> _WHAT THE TASK REQUIRES_
Starting with the line that contains "MIT OR Apache-2.0" and ending with the final line of the data below, print those lines exactly and nothing else.

> _RECORDS SUPPLIED_
☆ ☆ ☆ ☆ ☆ ☆ ☆

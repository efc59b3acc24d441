// ABOUTME: Core data models for the Ahara nutrient risk pipeline
// ABOUTME: Re-exports meal profiles, constitutions, assessments, and weekly intake logs
//
// SPDX-License-Identifier: MIT OR Apache-2.0
// Copyright (c) 2025 Ahara Nutrition Intelligence

//! # Data Models
//!
//! - `MealProfile`: one meal plus the eater's attributes, the encoder's input
//! - `Constitution` / `ConstitutionInput`: resolved and caller-supplied dosha
//! - `InterpretedResult`: per-label risk and confidence tiers
//! - `WeeklyMealLog`: a week of meals for intake trend analysis
//! - `HealthProfile`: eater attributes plus health goals and concerns

mod assessment;
mod meal;
mod nutrition;

pub use assessment::{
    ConfidenceLevel, DeficiencyLabel, InterpretedResult, LabelAssessment, RiskLevel,
};
pub use meal::{Constitution, ConstitutionInput, MealProfile};
pub use nutrition::{
    ActivityLevel, DayLog, HealthProfile, MealEntry, MealType, UserProfile, WeeklyMealLog,
};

☆ ☆ ☆ ☆ ☆ ☆ ☆

> _RESPONSE TO THIS TASK_
// SPDX-License-Identifier: MIT OR Apache-2.0
// Copyright (c) 2025 Ahara Nutrition Intelligence

//! # Data Models
//!
//! - `MealProfile`: one meal plus the eater's attributes, the encoder's input
//! - `Constitution` / `ConstitutionInput`: resolved and caller-supplied dosha
//! - `InterpretedResult`: per-label risk and confidence tiers
//! - `WeeklyMealLog`: a week of meals for intake trend analysis
//! - `HealthProfile`: eater attributes plus health goals and concerns

mod assessment;
mod meal;
mod nutrition;

pub use assessment::{
    ConfidenceLevel, DeficiencyLabel, InterpretedResult, LabelAssessment, RiskLevel,
};
pub use meal::{Constitution, ConstitutionInput, MealProfile};
pub use nutrition::{
    ActivityLevel, DayLog, HealthProfile, MealEntry, MealType, UserProfile, WeeklyMealLog,
};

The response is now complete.